(Dataset entries)
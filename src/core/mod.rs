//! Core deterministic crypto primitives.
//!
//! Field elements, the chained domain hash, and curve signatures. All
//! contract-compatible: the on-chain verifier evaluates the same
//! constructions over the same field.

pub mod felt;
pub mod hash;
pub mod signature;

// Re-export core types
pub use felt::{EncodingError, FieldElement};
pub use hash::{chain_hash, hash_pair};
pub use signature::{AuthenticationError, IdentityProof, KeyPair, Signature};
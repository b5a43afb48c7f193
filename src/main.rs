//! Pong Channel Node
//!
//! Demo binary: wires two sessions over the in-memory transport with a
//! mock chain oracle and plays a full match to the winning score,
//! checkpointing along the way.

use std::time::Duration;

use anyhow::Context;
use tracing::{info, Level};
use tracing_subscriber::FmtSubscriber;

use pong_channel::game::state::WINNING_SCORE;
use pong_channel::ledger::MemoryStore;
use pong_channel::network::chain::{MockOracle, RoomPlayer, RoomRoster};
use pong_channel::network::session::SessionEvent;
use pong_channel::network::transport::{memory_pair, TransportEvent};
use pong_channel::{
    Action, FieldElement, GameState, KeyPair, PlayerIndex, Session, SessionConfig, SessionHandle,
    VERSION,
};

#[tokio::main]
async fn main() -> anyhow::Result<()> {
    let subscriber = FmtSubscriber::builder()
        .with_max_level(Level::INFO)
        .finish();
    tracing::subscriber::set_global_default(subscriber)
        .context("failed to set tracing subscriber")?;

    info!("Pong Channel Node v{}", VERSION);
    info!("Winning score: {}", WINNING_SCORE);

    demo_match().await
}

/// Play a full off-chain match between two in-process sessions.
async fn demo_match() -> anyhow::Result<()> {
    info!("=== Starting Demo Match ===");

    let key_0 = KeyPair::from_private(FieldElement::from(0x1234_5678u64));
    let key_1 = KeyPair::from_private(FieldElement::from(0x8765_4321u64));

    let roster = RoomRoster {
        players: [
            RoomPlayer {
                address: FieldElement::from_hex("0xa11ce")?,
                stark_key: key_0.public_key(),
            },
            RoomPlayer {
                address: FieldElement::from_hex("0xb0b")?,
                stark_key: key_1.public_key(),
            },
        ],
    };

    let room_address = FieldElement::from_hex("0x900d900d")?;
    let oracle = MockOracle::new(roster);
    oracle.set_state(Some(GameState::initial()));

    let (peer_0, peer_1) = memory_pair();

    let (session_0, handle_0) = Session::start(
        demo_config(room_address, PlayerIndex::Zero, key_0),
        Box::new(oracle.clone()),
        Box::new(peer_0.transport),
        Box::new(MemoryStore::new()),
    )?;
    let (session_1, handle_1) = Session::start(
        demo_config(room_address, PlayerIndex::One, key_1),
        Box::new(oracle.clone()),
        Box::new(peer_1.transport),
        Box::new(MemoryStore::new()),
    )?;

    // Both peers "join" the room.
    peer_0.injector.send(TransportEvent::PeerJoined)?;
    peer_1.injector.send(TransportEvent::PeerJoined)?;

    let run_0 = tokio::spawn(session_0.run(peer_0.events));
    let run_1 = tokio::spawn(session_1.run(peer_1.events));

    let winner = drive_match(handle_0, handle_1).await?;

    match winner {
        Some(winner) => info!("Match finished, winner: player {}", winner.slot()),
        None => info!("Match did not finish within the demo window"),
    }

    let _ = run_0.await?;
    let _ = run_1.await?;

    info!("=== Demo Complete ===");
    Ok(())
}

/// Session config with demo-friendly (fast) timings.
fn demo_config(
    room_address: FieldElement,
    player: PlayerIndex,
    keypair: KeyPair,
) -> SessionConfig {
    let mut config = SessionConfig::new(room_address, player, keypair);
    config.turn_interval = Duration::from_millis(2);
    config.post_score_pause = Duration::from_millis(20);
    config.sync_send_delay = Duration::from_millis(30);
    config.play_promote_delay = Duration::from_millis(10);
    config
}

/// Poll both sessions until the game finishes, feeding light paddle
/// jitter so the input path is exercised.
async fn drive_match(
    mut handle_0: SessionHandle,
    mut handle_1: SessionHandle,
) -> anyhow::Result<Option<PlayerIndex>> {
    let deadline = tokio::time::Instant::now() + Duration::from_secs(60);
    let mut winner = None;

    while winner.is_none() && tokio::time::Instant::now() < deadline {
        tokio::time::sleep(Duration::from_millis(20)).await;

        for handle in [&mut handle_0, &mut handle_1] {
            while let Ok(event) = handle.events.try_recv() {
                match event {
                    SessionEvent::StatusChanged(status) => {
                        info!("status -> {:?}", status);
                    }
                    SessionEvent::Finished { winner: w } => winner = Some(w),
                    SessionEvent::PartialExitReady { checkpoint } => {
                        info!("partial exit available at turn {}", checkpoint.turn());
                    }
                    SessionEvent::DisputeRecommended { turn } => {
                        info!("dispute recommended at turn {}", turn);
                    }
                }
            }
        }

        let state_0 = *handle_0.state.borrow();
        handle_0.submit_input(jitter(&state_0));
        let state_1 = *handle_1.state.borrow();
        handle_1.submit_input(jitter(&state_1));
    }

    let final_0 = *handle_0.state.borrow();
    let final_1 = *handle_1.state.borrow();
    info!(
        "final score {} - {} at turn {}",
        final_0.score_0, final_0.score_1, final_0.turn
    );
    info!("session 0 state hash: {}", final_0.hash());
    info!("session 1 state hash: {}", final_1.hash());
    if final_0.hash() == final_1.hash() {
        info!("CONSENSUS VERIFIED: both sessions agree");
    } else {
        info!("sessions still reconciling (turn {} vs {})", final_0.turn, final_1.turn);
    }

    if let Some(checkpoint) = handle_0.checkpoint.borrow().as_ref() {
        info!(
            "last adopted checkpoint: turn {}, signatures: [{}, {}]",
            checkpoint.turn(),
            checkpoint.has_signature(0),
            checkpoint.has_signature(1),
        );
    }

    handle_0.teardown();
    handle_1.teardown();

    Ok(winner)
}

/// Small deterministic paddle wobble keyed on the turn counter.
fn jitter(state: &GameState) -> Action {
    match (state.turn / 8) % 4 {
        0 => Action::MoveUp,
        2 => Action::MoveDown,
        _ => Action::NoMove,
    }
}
* * *
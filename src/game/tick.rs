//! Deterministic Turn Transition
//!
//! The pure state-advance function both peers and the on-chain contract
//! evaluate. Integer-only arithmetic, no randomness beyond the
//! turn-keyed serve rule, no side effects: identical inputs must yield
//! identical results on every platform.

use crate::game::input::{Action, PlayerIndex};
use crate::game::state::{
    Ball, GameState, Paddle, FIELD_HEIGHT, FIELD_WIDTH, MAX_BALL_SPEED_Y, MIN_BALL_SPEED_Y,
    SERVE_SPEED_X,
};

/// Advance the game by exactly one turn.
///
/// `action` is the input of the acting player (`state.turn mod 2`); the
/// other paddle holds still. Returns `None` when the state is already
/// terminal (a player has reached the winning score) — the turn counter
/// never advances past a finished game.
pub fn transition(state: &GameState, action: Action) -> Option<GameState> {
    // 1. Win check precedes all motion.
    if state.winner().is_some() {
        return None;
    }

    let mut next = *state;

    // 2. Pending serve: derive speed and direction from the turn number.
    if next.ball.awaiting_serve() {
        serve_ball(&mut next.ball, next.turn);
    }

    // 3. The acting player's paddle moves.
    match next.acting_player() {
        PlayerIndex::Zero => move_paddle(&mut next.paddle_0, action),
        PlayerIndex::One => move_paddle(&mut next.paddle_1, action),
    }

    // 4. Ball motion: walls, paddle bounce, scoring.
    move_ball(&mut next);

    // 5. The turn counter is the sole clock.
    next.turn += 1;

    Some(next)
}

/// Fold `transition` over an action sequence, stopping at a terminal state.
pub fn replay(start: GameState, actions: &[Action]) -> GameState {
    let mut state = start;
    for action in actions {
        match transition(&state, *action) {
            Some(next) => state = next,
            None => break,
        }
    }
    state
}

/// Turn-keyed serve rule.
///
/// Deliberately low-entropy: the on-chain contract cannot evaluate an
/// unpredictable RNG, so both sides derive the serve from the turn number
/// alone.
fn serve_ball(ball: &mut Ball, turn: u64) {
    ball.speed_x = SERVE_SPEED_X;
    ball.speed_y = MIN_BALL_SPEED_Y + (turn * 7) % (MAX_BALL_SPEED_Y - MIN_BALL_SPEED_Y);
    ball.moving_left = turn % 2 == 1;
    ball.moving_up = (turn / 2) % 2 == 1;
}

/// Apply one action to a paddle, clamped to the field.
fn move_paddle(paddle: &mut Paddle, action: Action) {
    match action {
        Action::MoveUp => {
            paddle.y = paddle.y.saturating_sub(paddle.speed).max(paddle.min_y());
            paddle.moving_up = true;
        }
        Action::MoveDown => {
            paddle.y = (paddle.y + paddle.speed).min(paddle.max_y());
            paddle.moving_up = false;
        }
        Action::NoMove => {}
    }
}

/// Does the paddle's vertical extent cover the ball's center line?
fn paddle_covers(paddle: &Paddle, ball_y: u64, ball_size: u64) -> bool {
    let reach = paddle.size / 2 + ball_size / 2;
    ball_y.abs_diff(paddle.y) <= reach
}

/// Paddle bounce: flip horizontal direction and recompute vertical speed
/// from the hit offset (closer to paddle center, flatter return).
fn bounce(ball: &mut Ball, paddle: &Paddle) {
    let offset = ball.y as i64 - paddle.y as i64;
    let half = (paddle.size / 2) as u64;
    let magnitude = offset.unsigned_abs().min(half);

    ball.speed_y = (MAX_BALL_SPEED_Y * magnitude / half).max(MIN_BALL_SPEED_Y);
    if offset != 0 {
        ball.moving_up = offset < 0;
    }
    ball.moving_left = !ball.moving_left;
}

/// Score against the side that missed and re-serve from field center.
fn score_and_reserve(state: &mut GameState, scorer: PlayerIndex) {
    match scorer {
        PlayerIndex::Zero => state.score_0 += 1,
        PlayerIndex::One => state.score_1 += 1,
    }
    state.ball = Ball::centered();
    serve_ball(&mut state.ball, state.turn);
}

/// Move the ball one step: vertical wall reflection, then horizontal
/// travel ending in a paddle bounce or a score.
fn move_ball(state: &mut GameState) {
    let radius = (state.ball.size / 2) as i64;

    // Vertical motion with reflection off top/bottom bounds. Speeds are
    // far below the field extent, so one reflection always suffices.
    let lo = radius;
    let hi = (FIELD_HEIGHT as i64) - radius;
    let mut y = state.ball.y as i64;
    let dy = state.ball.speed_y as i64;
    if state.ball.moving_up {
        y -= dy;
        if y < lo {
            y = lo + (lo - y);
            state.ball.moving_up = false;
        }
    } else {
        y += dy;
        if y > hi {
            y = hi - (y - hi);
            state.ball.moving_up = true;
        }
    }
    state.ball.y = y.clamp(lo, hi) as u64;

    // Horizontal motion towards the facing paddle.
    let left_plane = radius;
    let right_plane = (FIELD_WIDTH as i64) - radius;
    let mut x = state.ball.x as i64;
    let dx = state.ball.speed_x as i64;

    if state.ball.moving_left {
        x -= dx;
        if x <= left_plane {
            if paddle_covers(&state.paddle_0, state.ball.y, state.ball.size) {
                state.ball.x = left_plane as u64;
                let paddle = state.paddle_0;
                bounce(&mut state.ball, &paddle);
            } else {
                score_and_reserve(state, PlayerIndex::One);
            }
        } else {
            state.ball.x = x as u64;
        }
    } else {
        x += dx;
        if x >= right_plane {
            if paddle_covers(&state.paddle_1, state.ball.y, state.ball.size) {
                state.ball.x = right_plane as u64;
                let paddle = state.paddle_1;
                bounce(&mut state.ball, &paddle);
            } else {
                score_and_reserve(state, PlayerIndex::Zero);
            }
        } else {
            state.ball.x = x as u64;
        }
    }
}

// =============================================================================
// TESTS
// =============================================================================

WORK TO BE COMPLETED: From the records above, quote only the lines running from the line with "state is already" to the line with "let mut next = *state;", both lines included.

TASK RESULT:
/// other paddle holds still. Returns `None` when the state is already
/// terminal (a player has reached the winning score) — the turn counter
/// never advances past a finished game.
pub fn transition(state: &GameState, action: Action) -> Option<GameState> {
    // 1. Win check precedes all motion.
    if state.winner().is_some() {
        return None;
    }

    let mut next = *state;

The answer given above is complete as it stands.